WHAT THE TASK ASKS: From the data below, copy each line that includes the word "warn".

** DATA PROVIDED follows **

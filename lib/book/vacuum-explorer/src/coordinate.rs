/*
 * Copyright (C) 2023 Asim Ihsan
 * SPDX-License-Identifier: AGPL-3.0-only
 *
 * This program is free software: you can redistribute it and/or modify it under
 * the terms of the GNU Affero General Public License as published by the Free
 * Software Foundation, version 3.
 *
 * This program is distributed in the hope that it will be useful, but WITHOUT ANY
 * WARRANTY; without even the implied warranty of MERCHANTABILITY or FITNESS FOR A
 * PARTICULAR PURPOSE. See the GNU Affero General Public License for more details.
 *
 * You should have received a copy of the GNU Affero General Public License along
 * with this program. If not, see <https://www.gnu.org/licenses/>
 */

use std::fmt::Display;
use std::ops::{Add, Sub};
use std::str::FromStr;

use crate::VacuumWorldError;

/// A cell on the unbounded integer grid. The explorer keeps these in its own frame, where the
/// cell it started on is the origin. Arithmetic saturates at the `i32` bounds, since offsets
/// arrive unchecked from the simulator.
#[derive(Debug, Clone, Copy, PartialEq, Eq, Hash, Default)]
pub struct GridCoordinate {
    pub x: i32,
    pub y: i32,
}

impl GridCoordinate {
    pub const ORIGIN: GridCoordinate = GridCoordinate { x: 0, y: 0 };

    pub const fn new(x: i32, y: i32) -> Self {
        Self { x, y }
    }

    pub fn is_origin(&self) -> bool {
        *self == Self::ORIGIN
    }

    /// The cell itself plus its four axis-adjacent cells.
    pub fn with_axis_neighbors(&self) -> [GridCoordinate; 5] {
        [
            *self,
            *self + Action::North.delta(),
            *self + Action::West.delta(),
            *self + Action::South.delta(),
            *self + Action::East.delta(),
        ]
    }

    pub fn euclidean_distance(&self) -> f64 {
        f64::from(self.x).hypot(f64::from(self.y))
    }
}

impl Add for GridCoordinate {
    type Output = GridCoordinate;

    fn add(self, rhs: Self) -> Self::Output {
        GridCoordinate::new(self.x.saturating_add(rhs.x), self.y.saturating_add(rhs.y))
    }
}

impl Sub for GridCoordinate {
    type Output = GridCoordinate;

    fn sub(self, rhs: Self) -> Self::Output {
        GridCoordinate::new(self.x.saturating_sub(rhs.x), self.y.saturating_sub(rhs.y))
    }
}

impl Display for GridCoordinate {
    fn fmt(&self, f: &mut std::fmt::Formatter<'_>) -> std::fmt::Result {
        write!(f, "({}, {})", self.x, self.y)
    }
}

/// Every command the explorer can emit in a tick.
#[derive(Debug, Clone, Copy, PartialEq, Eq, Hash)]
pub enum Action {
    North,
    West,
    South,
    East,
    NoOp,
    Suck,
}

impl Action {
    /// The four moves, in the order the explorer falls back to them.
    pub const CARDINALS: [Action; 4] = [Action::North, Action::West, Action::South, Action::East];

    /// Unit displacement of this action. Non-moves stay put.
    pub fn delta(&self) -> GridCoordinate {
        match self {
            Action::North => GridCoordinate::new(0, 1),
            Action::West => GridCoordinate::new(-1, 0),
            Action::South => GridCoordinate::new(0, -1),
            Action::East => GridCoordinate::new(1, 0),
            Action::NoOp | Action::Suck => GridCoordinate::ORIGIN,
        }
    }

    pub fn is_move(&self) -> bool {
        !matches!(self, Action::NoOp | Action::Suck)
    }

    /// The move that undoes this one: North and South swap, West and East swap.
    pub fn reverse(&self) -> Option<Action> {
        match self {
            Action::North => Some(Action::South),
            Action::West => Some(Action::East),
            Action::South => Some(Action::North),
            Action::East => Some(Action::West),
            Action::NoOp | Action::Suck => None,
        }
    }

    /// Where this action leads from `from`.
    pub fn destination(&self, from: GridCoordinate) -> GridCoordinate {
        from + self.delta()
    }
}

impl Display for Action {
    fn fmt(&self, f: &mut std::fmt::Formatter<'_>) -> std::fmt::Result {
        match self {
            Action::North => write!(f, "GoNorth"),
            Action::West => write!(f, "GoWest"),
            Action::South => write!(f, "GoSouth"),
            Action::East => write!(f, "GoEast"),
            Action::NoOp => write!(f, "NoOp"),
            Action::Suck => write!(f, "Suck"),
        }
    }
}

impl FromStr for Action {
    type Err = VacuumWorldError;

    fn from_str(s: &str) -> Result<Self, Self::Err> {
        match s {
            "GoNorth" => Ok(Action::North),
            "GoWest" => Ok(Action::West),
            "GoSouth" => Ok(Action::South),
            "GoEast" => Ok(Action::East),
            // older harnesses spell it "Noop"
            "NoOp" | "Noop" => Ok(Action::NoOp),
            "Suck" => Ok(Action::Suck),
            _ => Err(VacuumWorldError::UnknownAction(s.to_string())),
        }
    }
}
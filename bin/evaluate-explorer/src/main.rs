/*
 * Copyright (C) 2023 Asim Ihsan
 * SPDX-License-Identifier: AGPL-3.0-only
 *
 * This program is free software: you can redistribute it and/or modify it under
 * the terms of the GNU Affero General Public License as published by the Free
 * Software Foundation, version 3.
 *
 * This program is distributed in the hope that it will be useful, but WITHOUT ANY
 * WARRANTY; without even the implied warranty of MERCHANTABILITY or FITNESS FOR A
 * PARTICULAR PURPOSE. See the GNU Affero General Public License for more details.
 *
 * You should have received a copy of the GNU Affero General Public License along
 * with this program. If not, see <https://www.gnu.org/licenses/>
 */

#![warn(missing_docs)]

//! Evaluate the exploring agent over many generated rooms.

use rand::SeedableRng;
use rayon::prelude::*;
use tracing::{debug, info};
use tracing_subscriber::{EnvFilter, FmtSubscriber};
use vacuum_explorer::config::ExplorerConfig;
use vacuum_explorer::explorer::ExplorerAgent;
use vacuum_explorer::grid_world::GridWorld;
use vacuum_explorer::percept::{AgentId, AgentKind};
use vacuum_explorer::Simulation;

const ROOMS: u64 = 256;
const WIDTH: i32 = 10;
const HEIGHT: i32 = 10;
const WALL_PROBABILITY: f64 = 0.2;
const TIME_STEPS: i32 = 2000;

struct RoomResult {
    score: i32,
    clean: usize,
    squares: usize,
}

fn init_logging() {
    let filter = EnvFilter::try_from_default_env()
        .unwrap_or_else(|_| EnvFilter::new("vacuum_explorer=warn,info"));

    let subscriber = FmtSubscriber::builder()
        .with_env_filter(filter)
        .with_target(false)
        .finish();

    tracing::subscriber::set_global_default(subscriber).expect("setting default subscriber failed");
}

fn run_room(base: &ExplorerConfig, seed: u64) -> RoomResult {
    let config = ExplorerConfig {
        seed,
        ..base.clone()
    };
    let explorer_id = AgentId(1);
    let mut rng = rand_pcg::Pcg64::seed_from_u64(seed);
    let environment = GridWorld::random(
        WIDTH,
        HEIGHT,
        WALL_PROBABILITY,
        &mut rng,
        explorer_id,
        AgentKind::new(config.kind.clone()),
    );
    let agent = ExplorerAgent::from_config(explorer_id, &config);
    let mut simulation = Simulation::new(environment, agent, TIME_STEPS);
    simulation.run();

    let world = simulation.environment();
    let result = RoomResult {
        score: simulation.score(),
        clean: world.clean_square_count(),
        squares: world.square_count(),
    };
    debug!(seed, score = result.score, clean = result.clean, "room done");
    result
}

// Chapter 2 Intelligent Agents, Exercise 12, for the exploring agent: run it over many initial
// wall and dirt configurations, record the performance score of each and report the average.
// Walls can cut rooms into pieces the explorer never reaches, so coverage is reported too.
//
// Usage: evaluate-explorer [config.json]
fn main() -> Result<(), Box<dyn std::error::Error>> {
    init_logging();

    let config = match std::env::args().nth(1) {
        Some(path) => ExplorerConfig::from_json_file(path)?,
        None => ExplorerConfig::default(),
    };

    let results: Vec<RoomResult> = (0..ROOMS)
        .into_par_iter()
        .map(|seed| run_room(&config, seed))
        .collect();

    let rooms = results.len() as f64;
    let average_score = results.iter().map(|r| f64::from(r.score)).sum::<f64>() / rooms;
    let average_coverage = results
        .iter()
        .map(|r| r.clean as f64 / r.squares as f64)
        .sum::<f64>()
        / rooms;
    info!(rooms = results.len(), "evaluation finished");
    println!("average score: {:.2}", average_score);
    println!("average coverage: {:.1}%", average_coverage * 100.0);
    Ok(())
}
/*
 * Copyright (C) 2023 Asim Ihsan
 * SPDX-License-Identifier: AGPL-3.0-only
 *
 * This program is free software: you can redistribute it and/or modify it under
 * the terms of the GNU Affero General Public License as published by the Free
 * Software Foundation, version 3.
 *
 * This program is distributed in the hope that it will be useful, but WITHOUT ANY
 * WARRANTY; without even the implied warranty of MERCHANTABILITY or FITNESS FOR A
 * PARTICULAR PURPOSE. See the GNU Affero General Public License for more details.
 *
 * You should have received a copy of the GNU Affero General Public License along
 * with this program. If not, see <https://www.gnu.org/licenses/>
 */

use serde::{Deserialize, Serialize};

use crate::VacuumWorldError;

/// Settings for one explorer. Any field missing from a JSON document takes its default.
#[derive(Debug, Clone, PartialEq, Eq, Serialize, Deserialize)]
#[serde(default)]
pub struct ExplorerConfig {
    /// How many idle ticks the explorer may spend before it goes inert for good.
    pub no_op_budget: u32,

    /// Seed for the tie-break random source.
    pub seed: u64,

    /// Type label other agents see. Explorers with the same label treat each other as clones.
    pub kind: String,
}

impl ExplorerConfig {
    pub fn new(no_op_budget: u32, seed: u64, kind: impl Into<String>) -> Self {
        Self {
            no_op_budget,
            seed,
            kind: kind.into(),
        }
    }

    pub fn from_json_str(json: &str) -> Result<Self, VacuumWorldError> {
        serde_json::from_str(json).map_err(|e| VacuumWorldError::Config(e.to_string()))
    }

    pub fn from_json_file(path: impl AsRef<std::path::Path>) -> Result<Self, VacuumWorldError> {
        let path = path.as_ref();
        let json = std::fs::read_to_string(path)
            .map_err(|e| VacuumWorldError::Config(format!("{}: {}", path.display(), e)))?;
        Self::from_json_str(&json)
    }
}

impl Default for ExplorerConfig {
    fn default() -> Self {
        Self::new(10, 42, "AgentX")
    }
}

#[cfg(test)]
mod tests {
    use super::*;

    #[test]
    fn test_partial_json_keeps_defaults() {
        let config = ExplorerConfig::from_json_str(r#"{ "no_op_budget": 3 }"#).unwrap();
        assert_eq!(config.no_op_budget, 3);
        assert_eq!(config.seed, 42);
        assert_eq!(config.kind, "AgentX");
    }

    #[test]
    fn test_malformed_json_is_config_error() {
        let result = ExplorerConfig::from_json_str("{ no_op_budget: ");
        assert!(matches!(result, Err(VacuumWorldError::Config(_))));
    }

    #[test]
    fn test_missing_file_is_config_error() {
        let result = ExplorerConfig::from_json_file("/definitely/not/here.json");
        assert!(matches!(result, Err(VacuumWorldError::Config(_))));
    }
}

** End of DATA PROVIDED **

PROBLEM SOLUTION:
#![warn(missing_docs)]
        .unwrap_or_else(|_| EnvFilter::new("vacuum_explorer=warn,info"));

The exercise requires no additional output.